Ich vermutete, dass sich meine beiden Spione zusammentun würden und so war es letztendlich auch.
I: Wir sind jetzt da
R: OK, super
In dem Moment sah ich die Beiden am Parkplatz stehen. Zwar waren es noch knapp 100 Meter, doch ich kannte meine Nebenleute nur zu gut. Ich winkte ihnen zu und dann kamen sie auch schon herübergelaufen. „Hey Bro“, meinte Igor und checkte mit mir ein. „Um wen geht es jetzt genau?“, fragte Niclas und studierte schon mal die ganzen Leute am Strand. Mit dem Finger deutete ich auf die Betroffenen. „Das ist Lias Vater!“, platzte es aus Niclas heraus. Er war sichtlich schockiert. „Dann stammt Lia wohl eher von ihrer Mutter ab“, vermutete Igor, doch dazu äußerte ich mich mal nicht weiter. „Was wollen wir jetzt eigentlich machen?“, fragte Niclas weiter. „Die zwei ausspionieren. Wir dürfen aber nicht auffallen. Beide könnten uns kennen“, warnte ich, woraufhin Igors Augen leuchteten: „Kommt mit“.
Lias Sicht
„Was war das bitteschön für eine Aktion von Rune? Vorher hat er doch noch gesagt, dass er erst heute Abend wieder Training hat“, ärgerte ich mich irgendwie über sein Verhalten. „War schon irgendwie merkwürdig“, bestätigte auch Angelo. Irgendwie fühlte ich mich gerade von Rune angelogen und ausgenutzt. „Aber vielleicht hat er es ja auch wirklich vergessen“, durchbrach Angelo meine Gedanken. Ach, irgendwie war ich unschlüssig. „Können wir vielleicht zurück nach Kiel?“, fragte ich mit gesenktem Blick. „Ja, ich bin auch dafür“, sagte Angelo und wir machten uns auf die Suche nach dem nächsten Bahnhof. Wir liefen den Strand zurück und trafen dabei teilweise echt auf sehr merkwürdige Gestalten. Da waren zum Beispiel so drei Männer. Alle gleich angezogen. Mit jeweils einer schwarzen Cap und so komischen Umhängen und Sonnenbrillen und schwarzen Klamotten. Die waren irgendwie schon ein wenig gruselig.
Runes Sicht
Wir brachen in schallendes Gelächter aus. „Igor, du bist so geil“, lobten Niclas und ich ihn. „So fett, die haben uns einfach nicht erkannt“, lachte Igor und Niclas war sich jetzt sicher, dass wenn nicht mal Lia und Angelo uns erkennen, Lias Vater auch nicht auf unsere Spur kommen würde.

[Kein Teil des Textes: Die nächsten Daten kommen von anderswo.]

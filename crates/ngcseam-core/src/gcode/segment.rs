//! Header and body extraction from a single program
//!
//! Segments borrow from the program they were cut from; they live only
//! until the merged body stream has been built.

use super::classify::{is_comment, is_header_retract, is_terminator, is_toolchange};

/// Default sequence number of the `G53 G0 Z0.` retract that ends the setup block
pub const DEFAULT_HEADER_RETRACT_SEQUENCE: u32 = 20;

/// Machine setup block taken from the first program
#[derive(Debug, Clone, Copy, PartialEq, Eq)]
pub struct HeaderSegment<'a> {
    /// Lines from the top of the program up to and including the boundary
    pub lines: &'a [String],
    /// False when no boundary line was found and the whole program was taken
    pub found_boundary: bool,
}

/// Operation content of one program
#[derive(Debug, Clone, Copy, PartialEq, Eq)]
pub struct BodySegment<'a> {
    /// Lines from the first operation marker up to (excluding) the terminator
    pub lines: &'a [String],
    /// Index of the first body line in the program, if an operation marker was found
    pub start: Option<usize>,
    /// False when the program ran out without a terminator
    pub terminated: bool,
}

impl<'a> BodySegment<'a> {
    fn empty() -> Self {
        Self {
            lines: &[],
            start: None,
            terminated: false,
        }
    }

    pub fn is_empty(&self) -> bool {
        self.lines.is_empty()
    }
}

/// Take lines up to and including the setup boundary.
///
/// The boundary is either `N<retract_sequence> G53 G0 Z0.` or the first
/// toolchange, whichever comes first. Without a boundary the whole input
/// becomes the header.
pub fn extract_header(lines: &[String], retract_sequence: u32) -> HeaderSegment<'_> {
    let boundary = lines
        .iter()
        .position(|line| is_header_retract(line, retract_sequence) || is_toolchange(line));

    match boundary {
        Some(index) => {
            tracing::debug!("Header ends at: {}", lines[index].trim());
            HeaderSegment {
                lines: &lines[..=index],
                found_boundary: true,
            }
        }
        None => {
            tracing::debug!(
                "No header boundary found, using all {} lines as header",
                lines.len()
            );
            HeaderSegment {
                lines,
                found_boundary: false,
            }
        }
    }
}

/// Take lines from the first comment or toolchange up to the first terminator.
///
/// The terminator itself is excluded. Comments never terminate the body even
/// when they mention an end code.
pub fn extract_body(lines: &[String]) -> BodySegment<'_> {
    let Some(start) = lines
        .iter()
        .position(|line| is_comment(line) || is_toolchange(line))
    else {
        tracing::debug!("No operation marker found, body is empty");
        return BodySegment::empty();
    };
    tracing::debug!("Body starts at: {}", lines[start].trim());

    let end = lines[start..]
        .iter()
        .position(|line| !is_comment(line) && is_terminator(line))
        .map(|offset| start + offset);

    match end {
        Some(end) => {
            tracing::debug!("Body ends at: {}", lines[end].trim());
            BodySegment {
                lines: &lines[start..end],
                start: Some(start),
                terminated: true,
            }
        }
        None => {
            tracing::debug!("Body runs to end of input without a terminator");
            BodySegment {
                lines: &lines[start..],
                start: Some(start),
                terminated: false,
            }
        }
    }
}
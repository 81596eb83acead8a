fn main() {
    // Build timestamp for the long version string
    let build_date = chrono::Utc::now().format("%Y-%m-%d %H:%M UTC").to_string();
    println!("cargo:rustc-env=BUILD_DATE={}", build_date);
    println!("cargo:rerun-if-changed=build.rs");
}
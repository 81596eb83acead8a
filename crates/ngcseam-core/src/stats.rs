//! Per-run merge statistics
//!
//! One [`MergeStats`] is owned by a single merge run and handed by `&mut`
//! to each stage that counts something.

use std::fmt;

/// Counters accumulated while merging
#[derive(Debug, Clone, Default, PartialEq, Eq)]
pub struct MergeStats {
    /// Comments that survived filtering
    pub comments_kept: usize,
    /// Comments dropped by the filter
    pub comments_removed: usize,
    /// Toolchange lines seen in the body stream
    pub toolchanges: usize,
    /// Synthetic subroutine calls inserted
    pub toolchange_calls: usize,
    /// Lines that received a fresh `N` number
    pub lines_renumbered: usize,
    /// Lines in the header segment
    pub header_lines: usize,
    /// Lines in the normalized body stream
    pub body_lines: usize,
    /// Lines in the assembled program, separators and closing block included
    pub total_output_lines: usize,
    /// Findings recorded by the validator
    pub validation_errors: Vec<String>,
}

impl MergeStats {
    pub fn new() -> Self {
        Self::default()
    }

    pub fn is_valid(&self) -> bool {
        self.validation_errors.is_empty()
    }

    pub fn record_error(&mut self, message: impl Into<String>) {
        self.validation_errors.push(message.into());
    }
}

impl fmt::Display for MergeStats {
    fn fmt(&self, f: &mut fmt::Formatter<'_>) -> fmt::Result {
        writeln!(f, "Lines in output: {}", self.total_output_lines)?;
        writeln!(f, "N-lines renumbered: {}", self.lines_renumbered)?;
        writeln!(f, "Toolchanges found: {}", self.toolchanges)?;
        writeln!(f, "Toolchange-calls inserted: {}", self.toolchange_calls)?;
        writeln!(f, "Comments kept: {}", self.comments_kept)?;
        write!(f, "Comments removed: {}", self.comments_removed)?;
        if !self.validation_errors.is_empty() {
            write!(f, "\nVALIDATION ERRORS:")?;
            for error in &self.validation_errors {
                write!(f, "\n{}", error)?;
            }
        }
        Ok(())
    }
}
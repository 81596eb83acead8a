//! # ngcseam core
//!
//! Merges several CAM-exported G-code programs (one file per operation) into
//! a single program that runs on LinuxCNC without manual editing.
//!
//! ## Pipeline
//!
//! - **Header**: taken verbatim from the first program, up to the safety
//!   retract or the first toolchange
//! - **Bodies**: from the first operation comment or toolchange up to the
//!   program terminator, concatenated in input order
//! - **Normalization**: comment filtering, optional toolchange subroutine
//!   calls, `N` renumbering
//! - **Assembly**: header, body and a fixed closing block
//! - **Validation**: structural self-checks reported through [`MergeStats`]

pub mod assemble;
pub mod config;
pub mod error;
pub mod gcode;
pub mod merge;
pub mod program;
pub mod stats;
pub mod validator;

pub use assemble::{AssembledProgram, CLOSING_BLOCK};
pub use config::MergeConfig;
pub use error::{ConfigError, MergeError, MergeResult};
pub use merge::{MergeOutcome, Merger, SUMMARY_BANNER};
pub use program::{file_sort_key, numbered_programs_in, Program, NGC_EXTENSION};
pub use stats::MergeStats;
pub use validator::OutputValidator;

„ACHTUNG!“, schrie ich „die gehen!“. Jetzt mussten wir aufpassen. Wir durften sie nicht aus den Augen verlieren. Unauffällig schlichen wir uns näher heran und liefen hinterher. Sie stiegen nicht in irgendein Auto ein, sondern gingen zum Bahnhof. Auf einmal überkam mich ein schreckliches Gefühl. Wenn ich Lias Richtung vorhin richtig gedeutet habe, waren sie ebenfalls auf dem Weg zum Bahnhof. Ich musste sie warnen, aber wie?

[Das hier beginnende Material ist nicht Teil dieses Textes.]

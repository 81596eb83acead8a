//! Pocket assignment
//!
//! Precedence: explicit map entry, fixed pocket, tool number plus offset,
//! and finally the tool number itself.

use crate::error::{ToolTableError, ToolTableResult};
use crate::library::parse_int;
use std::collections::BTreeMap;

/// How tool numbers are mapped to carousel pockets
#[derive(Debug, Clone, Default, PartialEq, Eq)]
pub struct PocketPolicy {
    /// Explicit tool to pocket assignments
    pub map: BTreeMap<i64, i64>,
    /// Same pocket for every unmapped tool
    pub fixed: Option<i64>,
    /// Pocket = tool + offset for every unmapped tool
    pub offset: Option<i64>,
}

impl PocketPolicy {
    pub fn new() -> Self {
        Self::default()
    }

    pub fn with_map(mut self, map: BTreeMap<i64, i64>) -> Self {
        self.map = map;
        self
    }

    pub fn with_fixed(mut self, fixed: Option<i64>) -> Self {
        self.fixed = fixed;
        self
    }

    pub fn with_offset(mut self, offset: Option<i64>) -> Self {
        self.offset = offset;
        self
    }

    pub fn pocket_for(&self, tool: i64) -> i64 {
        if let Some(pocket) = self.map.get(&tool) {
            return *pocket;
        }
        if let Some(fixed) = self.fixed {
            return fixed;
        }
        if let Some(offset) = self.offset {
            return tool + offset;
        }
        tool
    }
}

/// Parse a pocket map such as `T1:5,T2:3,T40:1`.
///
/// Blank items are skipped. Keys are case-insensitive; a later item for the
/// same tool replaces an earlier one.
pub fn parse_pocket_map(mapping: &str) -> ToolTableResult<BTreeMap<i64, i64>> {
    let mut map = BTreeMap::new();

    for part in mapping.split(',') {
        if part.trim().is_empty() {
            continue;
        }

        let Some((left, right)) = part.split_once(':') else {
            return Err(ToolTableError::InvalidPocketMapItem(part.to_string()));
        };

        let key = left.trim().to_uppercase();
        let Some(tool) = key.strip_prefix('T') else {
            return Err(ToolTableError::InvalidPocketKey(key));
        };

        match (parse_int(tool), parse_int(right)) {
            (Some(tool), Some(pocket)) => {
                map.insert(tool, pocket);
            }
            _ => return Err(ToolTableError::InvalidPocketMapping(part.to_string())),
        }
    }

    Ok(map)
}

#[cfg(test)]
mod tests {
    use super::*;

    #[test]
    fn test_parse_pocket_map() {
        let map = parse_pocket_map("T1:5, t2:3,,T40: 1 ").unwrap();
        assert_eq!(map.get(&1), Some(&5));
        assert_eq!(map.get(&2), Some(&3));
        assert_eq!(map.get(&40), Some(&1));
        assert_eq!(map.len(), 3);
        assert!(parse_pocket_map("").unwrap().is_empty());
    }

    #[test]
    fn test_parse_pocket_map_errors() {
        assert!(matches!(
            parse_pocket_map("T1=5"),
            Err(ToolTableError::InvalidPocketMapItem(item)) if item == "T1=5"
        ));
        assert!(matches!(
            parse_pocket_map("x1:5"),
            Err(ToolTableError::InvalidPocketKey(key)) if key == "X1"
        ));
        assert!(matches!(
            parse_pocket_map("T1:five"),
            Err(ToolTableError::InvalidPocketMapping(_))
        ));
        assert!(matches!(
            parse_pocket_map("T:5"),
            Err(ToolTableError::InvalidPocketMapping(_))
        ));
    }

    #[test]
    fn test_pocket_precedence() {
        let map = parse_pocket_map("T1:7").unwrap();
        let policy = PocketPolicy::new()
            .with_map(map)
            .with_fixed(Some(2))
            .with_offset(Some(100));
        assert_eq!(policy.pocket_for(1), 7);
        assert_eq!(policy.pocket_for(5), 2);

        let policy = PocketPolicy::new().with_offset(Some(100));
        assert_eq!(policy.pocket_for(5), 105);

        assert_eq!(PocketPolicy::new().pocket_for(5), 5);
    }
}
//! Convert a Fusion 360 tool library (Library.json) to a LinuxCNC tool table.

use anyhow::Context;
use clap::{Parser, ValueEnum};
use ngcseam::{init_logging, TeeWriter};
use ngcseam_toollib::{
    convert_file, parse_pocket_map, ConvertOptions, PocketPolicy, SortKey, ZSource, ZSourceKind,
    DEFAULT_TOOL_TABLE,
};
use std::path::PathBuf;
use std::process::ExitCode;

#[derive(Clone, Copy, Debug, ValueEnum)]
enum ZSourceArg {
    /// 0.000 for every tool (touch-off workflow)
    Zero,
    /// geometry.assemblyGaugeLength
    Assembly,
    /// Constant from --z-value
    Value,
}

impl From<ZSourceArg> for ZSourceKind {
    fn from(arg: ZSourceArg) -> Self {
        match arg {
            ZSourceArg::Zero => ZSourceKind::Zero,
            ZSourceArg::Assembly => ZSourceKind::Assembly,
            ZSourceArg::Value => ZSourceKind::Value,
        }
    }
}

#[derive(Clone, Copy, Debug, ValueEnum)]
enum SortArg {
    Tool,
    Pocket,
}

impl From<SortArg> for SortKey {
    fn from(arg: SortArg) -> Self {
        match arg {
            SortArg::Tool => SortKey::Tool,
            SortArg::Pocket => SortKey::Pocket,
        }
    }
}

#[derive(Parser, Debug)]
#[command(
    name = "ngcseam-toollib",
    version,
    long_version = ngcseam::LONG_VERSION,
    about = "Convert Fusion 360 Library.json to LinuxCNC tool.tbl"
)]
struct Args {
    /// Path to Fusion 360 Library.json
    input: PathBuf,

    /// Output tool.tbl path
    #[arg(short, long, default_value = DEFAULT_TOOL_TABLE)]
    output: PathBuf,

    /// Z length source
    #[arg(long, value_enum, default_value_t = ZSourceArg::Zero, conflicts_with = "z_zero")]
    z_source: ZSourceArg,

    /// Shorthand for --z-source zero
    #[arg(long)]
    z_zero: bool,

    /// Constant Z length (mm); implies --z-source value
    #[arg(long, allow_negative_numbers = true)]
    z_value: Option<f64>,

    /// Force the same pocket number for all tools
    #[arg(long, allow_negative_numbers = true)]
    pocket_fixed: Option<i64>,

    /// Pocket = tool + offset (e.g. offset 100: T5 => P105)
    #[arg(long, allow_negative_numbers = true)]
    pocket_offset: Option<i64>,

    /// Explicit pocket map like 'T1:5,T2:3,T40:1'
    #[arg(long)]
    pocket_map: Option<String>,

    /// Sort output by tool or pocket
    #[arg(long, value_enum, default_value_t = SortArg::Tool)]
    sort: SortArg,

    /// Enable verbose debug output
    #[arg(short, long)]
    verbose: bool,
}

impl Args {
    fn options(&self) -> anyhow::Result<ConvertOptions> {
        let kind = if self.z_zero {
            ZSourceKind::Zero
        } else {
            self.z_source.into()
        };
        let map = match &self.pocket_map {
            Some(mapping) => parse_pocket_map(mapping)?,
            None => Default::default(),
        };

        Ok(ConvertOptions {
            z_source: ZSource::resolve(kind, self.z_value)?,
            pockets: PocketPolicy::new()
                .with_map(map)
                .with_fixed(self.pocket_fixed)
                .with_offset(self.pocket_offset),
            sort: self.sort.into(),
        })
    }
}

fn run(args: &Args) -> anyhow::Result<()> {
    let options = args.options()?;
    let table = convert_file(&args.input, &args.output, &options)
        .with_context(|| format!("Failed to convert {}", args.input.display()))?;

    if table.skipped > 0 {
        tracing::info!("Skipped {} entries without a tool number", table.skipped);
    }
    println!("Wrote {}", args.output.display());
    Ok(())
}

fn main() -> ExitCode {
    let args = Args::parse();

    if let Err(err) = init_logging(args.verbose, TeeWriter::console()) {
        eprintln!("Error: {:#}", err);
        return ExitCode::FAILURE;
    }

    match run(&args) {
        Ok(()) => ExitCode::SUCCESS,
        Err(err) => {
            tracing::error!("{:#}", err);
            ExitCode::FAILURE
        }
    }
}
//! Error types for the merge core.
//!
//! Structural oddities in the input programs and validation findings are
//! not errors; they degrade gracefully or end up in
//! [`MergeStats`](crate::MergeStats). What remains here aborts a run.

use std::io;
use std::path::PathBuf;
use thiserror::Error;

/// Errors that abort a merge run.
#[derive(Error, Debug)]
pub enum MergeError {
    /// An input could not be read or the output could not be written.
    #[error("I/O error on {}: {source}", path.display())]
    Io {
        path: PathBuf,
        #[source]
        source: io::Error,
    },

    /// The merged program could not be moved into place.
    #[error("Failed to write output {}: {source}", path.display())]
    Persist {
        path: PathBuf,
        #[source]
        source: io::Error,
    },

    /// The run summary could not be written.
    #[error("Failed to write summary: {0}")]
    Report(#[source] io::Error),

    /// Nothing to merge.
    #[error("No input programs given")]
    NoInputs,

    /// Directory mode found no `.ngc` file with a trailing number.
    #[error("No numbered .ngc files found in directory {}", dir.display())]
    NoNumberedFiles { dir: PathBuf },

    /// Directory mode was requested for something that is not a directory.
    #[error("Not a directory: {}", .0.display())]
    NotADirectory(PathBuf),

    /// The merge configuration is invalid.
    #[error("Configuration error: {0}")]
    Config(#[from] ConfigError),
}

impl MergeError {
    pub(crate) fn io(path: impl Into<PathBuf>, source: io::Error) -> Self {
        Self::Io {
            path: path.into(),
            source,
        }
    }
}

/// Errors related to merge configuration.
#[derive(Error, Debug)]
pub enum ConfigError {
    /// The renumbering step must advance.
    #[error("Renumber step must be > 0")]
    ZeroRenumberStep,

    /// The toolchange subroutine name is unusable.
    #[error("Invalid toolchange subroutine name '{0}'")]
    InvalidSubroutine(String),

    /// The numbering range runs past `u64::MAX` within a realistic program.
    #[error("Renumber start {start} with step {step} overflows the sequence range")]
    RenumberRangeOverflow { start: u64, step: u64 },

    /// The configuration file could not be read.
    #[error("Failed to read config file {}: {source}", path.display())]
    Read {
        path: PathBuf,
        #[source]
        source: io::Error,
    },

    /// JSON deserialization error.
    #[error("Invalid JSON config: {0}")]
    Json(#[from] serde_json::Error),

    /// TOML deserialization error.
    #[error("Invalid TOML config: {0}")]
    Toml(#[from] toml::de::Error),

    /// Only `.json` and `.toml` are understood.
    #[error("Config file must be .json or .toml: {}", .0.display())]
    UnsupportedFormat(PathBuf),
}

/// Result type alias for merge operations.
pub type MergeResult<T> = Result<T, MergeError>;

„Rune? Alles OK bei dir?“, fragte Igor und musterte mich genau. „Jaja, alles gut“, redete ich mich heraus und setzte mich wieder in Bewegung.
Wir folgten der Tusse und Herrn Dias und versuchten ihr Gespräch nachzuvollziehen. Leise nahmen wir wahr: „Heute Abend schon was vor, Süßer?“. „Naja… nicht das ich wüsste“. „Dann hast du ab jetzt was vor. So einen hübschen Mann kann man doch nicht einfach so frei laufen lassen“.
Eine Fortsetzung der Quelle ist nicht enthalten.